W meczu 2. rundy U24 Ekstraligi IMPAKT WŁÓKNIARZ Częstochowa pokonał na swoim obiekcie U24 BECKHOFF SPARTĘ Wrocław 49:41. Goście z pewnością byli zadowoleni z postawy Marcela Kowolika, który uzyskał drugi wynik w zespole (10 punktów w siedmiu startach). W rozmowie dla ekstraliga.pl zawodnik pozytywnie ocenił swoją dyspozycję.
- W ostatnim meczu PGE Ekstraligi w Grudziądzu, zwycięskiej przez BETARD SPARTĘ, Marcel Kowolik dorzucił do drużynowego dorobku 6 punktów. Wygrał nawet dwa wyścigi.
- W związku z absencją Jakuba Krawczyka, wydaje się, że 17-latek aktualnie pełni rolę lidera formacji młodzieżowej. Nie zapomina on jednak o swoim koledze z drużyny, Nikodemie Mikołajczyku, który także daje z siebie wszystko.
- Nie pozostaje nam nic innego, jak znów wykonać swoją robotę i iść do przodu – mówił o najbliższym spotkaniu z GEZET STALĄ Gorzów.
- Obserwuj PGE Ekstraligę w mediach społecznościowych
Norbert Giżyński (ekstraliga.pl): Nie poszło po waszej myśli w ostatnim meczu U24 Ekstraligi w Częstochowie. Tak czy inaczej – są na pewno pozytywy, choćby w przypadku twojego występu.

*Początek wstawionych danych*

//! [`EntityCache`] doubles.

#![allow(clippy::unwrap_used)] // Test infrastructure uses unwrap for simplicity

use std::collections::HashMap;
use std::sync::atomic::{AtomicUsize, Ordering};
use std::sync::{Arc, RwLock};
use std::time::{Duration, Instant};
use ticketdesk_core::cache::{CacheError, CacheResult, EntityCache};

#[derive(Clone, Debug)]
struct Entry {
    value: Vec<u8>,
    expires_at: Instant,
}

/// In-memory cache with per-entry expiry.
///
/// Expired entries read as misses. Clones share state.
///
/// # Example
///
/// ```
/// use std::time::Duration;
/// use ticketdesk_core::EntityCache;
/// use ticketdesk_testing::InMemoryCache;
///
/// # async fn example() -> Result<(), Box<dyn std::error::Error>> {
/// let cache = InMemoryCache::new();
/// cache.set("ticket:1", b"{}".to_vec(), Duration::from_secs(300)).await?;
/// assert!(cache.contains_key("ticket:1"));
/// assert_eq!(cache.ttl_of("ticket:1"), Some(Duration::from_secs(300)));
/// # Ok(())
/// # }
/// ```
#[derive(Clone, Debug, Default)]
pub struct InMemoryCache {
    entries: Arc<RwLock<HashMap<String, Entry>>>,
    ttls: Arc<RwLock<HashMap<String, Duration>>>,
    sets: Arc<AtomicUsize>,
    deletes: Arc<AtomicUsize>,
}

impl InMemoryCache {
    /// Create a new empty cache
    #[must_use]
    pub fn new() -> Self {
        Self::default()
    }

    /// Check if a live entry exists under `key`
    #[must_use]
    pub fn contains_key(&self, key: &str) -> bool {
        self.entries
            .read()
            .unwrap()
            .get(key)
            .is_some_and(|entry| entry.expires_at > Instant::now())
    }

    /// Number of stored entries (live or expired)
    #[must_use]
    pub fn len(&self) -> usize {
        self.entries.read().unwrap().len()
    }

    /// Check if the cache is empty
    #[must_use]
    pub fn is_empty(&self) -> bool {
        self.entries.read().unwrap().is_empty()
    }

    /// TTL passed on the last write of `key`
    #[must_use]
    pub fn ttl_of(&self, key: &str) -> Option<Duration> {
        self.ttls.read().unwrap().get(key).copied()
    }

    /// Number of `set` calls so far
    #[must_use]
    pub fn set_count(&self) -> usize {
        self.sets.load(Ordering::SeqCst)
    }

    /// Number of `delete` calls so far
    #[must_use]
    pub fn delete_count(&self) -> usize {
        self.deletes.load(Ordering::SeqCst)
    }

    /// Store raw bytes under `key` without counting a write.
    ///
    /// Useful for seeding stale or corrupt entries.
    pub fn insert_raw(&self, key: &str, value: &[u8]) {
        self.entries.write().unwrap().insert(
            key.to_string(),
            Entry {
                value: value.to_vec(),
                expires_at: Instant::now() + Duration::from_secs(3600),
            },
        );
    }

    /// Force `key` to be expired, as if its TTL lapsed.
    pub fn expire(&self, key: &str) {
        if let Some(entry) = self.entries.write().unwrap().get_mut(key) {
            entry.expires_at = Instant::now();
        }
    }
}

impl EntityCache for InMemoryCache {
    async fn get(&self, key: &str) -> CacheResult<Option<Vec<u8>>> {
        let now = Instant::now();
        Ok(self
            .entries
            .read()
            .unwrap()
            .get(key)
            .filter(|entry| entry.expires_at > now)
            .map(|entry| entry.value.clone()))
    }

    async fn set(&self, key: &str, value: Vec<u8>, ttl: Duration) -> CacheResult<()> {
        self.sets.fetch_add(1, Ordering::SeqCst);
        self.entries.write().unwrap().insert(
            key.to_string(),
            Entry {
                value,
                expires_at: Instant::now() + ttl,
            },
        );
        self.ttls.write().unwrap().insert(key.to_string(), ttl);
        Ok(())
    }

    async fn delete(&self, key: &str) -> CacheResult<()> {
        self.deletes.fetch_add(1, Ordering::SeqCst);
        self.entries.write().unwrap().remove(key);
        Ok(())
    }
}

/// Cache whose every call fails, for outage tests.
#[derive(Clone, Debug, Default)]
pub struct FailingCache {
    calls: Arc<AtomicUsize>,
}

impl FailingCache {
    /// Create a new failing cache
    #[must_use]
    pub fn new() -> Self {
        Self::default()
    }

    /// Number of calls attempted so far
    #[must_use]
    pub fn calls(&self) -> usize {
        self.calls.load(Ordering::SeqCst)
    }

    fn fail(&self) -> CacheError {
        self.calls.fetch_add(1, Ordering::SeqCst);
        CacheError::Backend("cache unreachable".into())
    }
}

impl EntityCache for FailingCache {
    async fn get(&self, _key: &str) -> CacheResult<Option<Vec<u8>>> {
        Err(self.fail())
    }

    async fn set(&self, _key: &str, _value: Vec<u8>, _ttl: Duration) -> CacheResult<()> {
        Err(self.fail())
    }

    async fn delete(&self, _key: &str) -> CacheResult<()> {
        Err(self.fail())
    }
}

Marcel Kowolik (BETARD SPARTA Wrocław): Tak. Choć na początku, gdy szukaliśmy ustawień, mi nie szło. Wygrałem ostatnie swoje dwa biegi. Tym samym występ oceniam na plus.

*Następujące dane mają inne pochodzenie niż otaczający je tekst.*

// ============================================================================
// Ticket
// ============================================================================

/// A support ticket.
#[derive(Clone, Debug, PartialEq, Eq, Serialize, Deserialize)]
pub struct Ticket {
    /// Ticket identifier
    pub id: TicketId,
    /// Short summary
    pub title: String,
    /// Optional long description
    pub description: Option<String>,
    /// Reporter email
    pub email: String,
    /// Lifecycle status
    pub status: TicketStatus,
    /// Starts at 1, incremented on every update
    pub version: i32,
    /// Creation/update instants
    #[serde(flatten)]
    pub timestamps: Timestamps,
    /// Creation/update actors
    #[serde(flatten)]
    pub audit: Audit,
}

impl Ticket {
    /// Build a ticket from validated input.
    ///
    /// Status defaults to [`TicketStatus::Open`] unless the request names one.
    ///
    /// # Errors
    ///
    /// Returns [`crate::TicketError::Validation`] if `new` is invalid.
    pub fn create(id: TicketId, new: NewTicket, now: DateTime<Utc>) -> Result<Self> {
        new.validate()?;

        Ok(Self {
            id,
            title: new.title,
            description: new.description,
            email: new.email,
            status: new.status.unwrap_or_default(),
            version: 1,
            timestamps: Timestamps::new(now),
            audit: Audit::created_by(new.created_by),
        })
    }

    /// Copy of this ticket with `patch` applied and the version bumped.
    ///
    /// Applies the status verbatim; transition legality is the caller's job.
    ///
    /// # Errors
    ///
    /// Returns [`TicketError::VersionConflict`] if the version is already
    /// `i32::MAX` and cannot be bumped.
    pub fn patched(&self, patch: &TicketPatch, now: DateTime<Utc>) -> Result<Self> {
        let version = self
            .version
            .checked_add(1)
            .ok_or(TicketError::VersionConflict {
                id: self.id,
                expected: self.version,
            })?;
        let mut next = self.clone();

        if let Some(title) = &patch.title {
            next.title.clone_from(title);
        }
        if let Some(description) = &patch.description {
            next.description.clone_from(description);
        }
        if let Some(email) = &patch.email {
            next.email.clone_from(email);
        }
        if let Some(status) = patch.status {
            next.status = status;
        }

        next.version = version;
        next.timestamps.touch(now);
        next.audit.touch(&patch.updated_by);
        Ok(next)
    }
}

Kontynuujesz serię dobrych występów, bowiem udanie spisałeś się również w Grudziądzu w meczu PGE Ekstraligi (6 punktów – przyp. red.).
Nie było tragedii w Grudziądzu z moją jazdą. Co prawda można było mimo wszystko „wyciągnąć” coś więcej, ale w każdym razie mój rezultat był przyzwoity.
Wygląda na to, że – pod nieobecność Jakuba Krawczyka – na tobie opiera się juniorska siła w zespole BETARD SPARTY. Jak do tego podchodzisz?
Poniekąd na pewno tak, ale nie można też zapominać o Nikodemie (Mikołajczyku – przyp. red.). On także potrafi swoje pojechać. Można powiedzieć, że na pozycjach juniorskich siły są rozdzielone.
W latach 2022-2023 reprezentowałeś KRONO-PLAST WŁÓKNIARZA Częstochowa w klasie 250cc. Co czułeś, wracając na częstochowski stadion?
Ciężko mi konkretnie powiedzieć, co czułem. Teoretycznie przynajmniej, skoro dawniej tam na co dzień jeździłem, powinienem być dobrze spasowany z torem. Nie szło mi na początku, dopiero później zacząłem tak naprawdę punktować. Trzeba jednak pamiętać, że dla Włókniarza jeździłem w randze 250cc, a miało to miejsce już jakiś czas temu. Tak czy owak dalej jest u mnie sentyment do tego miasta i klubu.
Przed wami mecz 5. rundy PGE Ekstraligi, w którym na Stadionie Olimpijskim zmierzycie się z GEZET STALĄ Gorzów. Wszystko wskazuje na to, że będziecie faworytami tego starcia, zwłaszcza po tym pokazaliście w Grudziądzu.
W piątek rozegramy mecz u siebie. Nie pozostaje nam nic innego, jak znów wykonać swoją robotę i iść do przodu.